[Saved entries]
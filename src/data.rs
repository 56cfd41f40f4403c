//! Data manager: addressable records stored in pages.
//!
//! A record is a DataItem `[ValidFlag:1][Size:2][Data:Size]` at a fixed
//! offset of a page, addressed by a [`Uid`]. Every in-place change goes
//! through the before/after protocol so the log can redo or undo it.

pub mod item;
pub mod journal;
pub mod manager;

pub use item::{DataItem, DataItemWriter, Uid};
pub use manager::{DataItemRef, DataManager};
pub mod data_page;
pub mod page_one;

use crate::storage::PAGE_SIZE;
use parking_lot::{RwLock, RwLockReadGuard, RwLockWriteGuard};
use std::sync::atomic::{AtomicBool, Ordering};

/// 1-based page number inside the data file.
#[derive(Debug, Clone, Copy, PartialEq, Eq, PartialOrd, Ord, Hash)]
pub struct PageId(pub u32);

impl std::fmt::Display for PageId {
    fn fmt(&self, f: &mut std::fmt::Formatter<'_>) -> std::fmt::Result {
        write!(f, "Page{}", self.0)
    }
}

/// An in-memory page: one owned buffer plus a dirty flag.
///
/// All byte access goes through [`Page::read`] and [`Page::write`]; taking
/// the write guard marks the page dirty.
pub struct Page {
    id: PageId,
    data: RwLock<Box<[u8; PAGE_SIZE]>>,
    dirty: AtomicBool,
}

impl Page {
    pub fn new(id: PageId, data: Box<[u8; PAGE_SIZE]>) -> Self {
        Self {
            id,
            data: RwLock::new(data),
            dirty: AtomicBool::new(false),
        }
    }

    pub fn id(&self) -> PageId {
        self.id
    }

    pub fn read(&self) -> RwLockReadGuard<'_, Box<[u8; PAGE_SIZE]>> {
        self.data.read()
    }

    pub fn write(&self) -> RwLockWriteGuard<'_, Box<[u8; PAGE_SIZE]>> {
        let guard = self.data.write();
        self.dirty.store(true, Ordering::SeqCst);
        guard
    }

    pub fn is_dirty(&self) -> bool {
        self.dirty.load(Ordering::SeqCst)
    }

    pub fn set_dirty(&self, dirty: bool) {
        self.dirty.store(dirty, Ordering::SeqCst);
    }
}

impl std::fmt::Debug for Page {
    fn fmt(&self, f: &mut std::fmt::Formatter<'_>) -> std::fmt::Result {
        f.debug_struct("Page")
            .field("id", &self.id)
            .field("dirty", &self.is_dirty())
            .finish()
    }
}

*ASSIGNMENT*. Report how many lines above include "Ordering". Nothing else.

*RESPONSE TO THE EXERCISE*. 4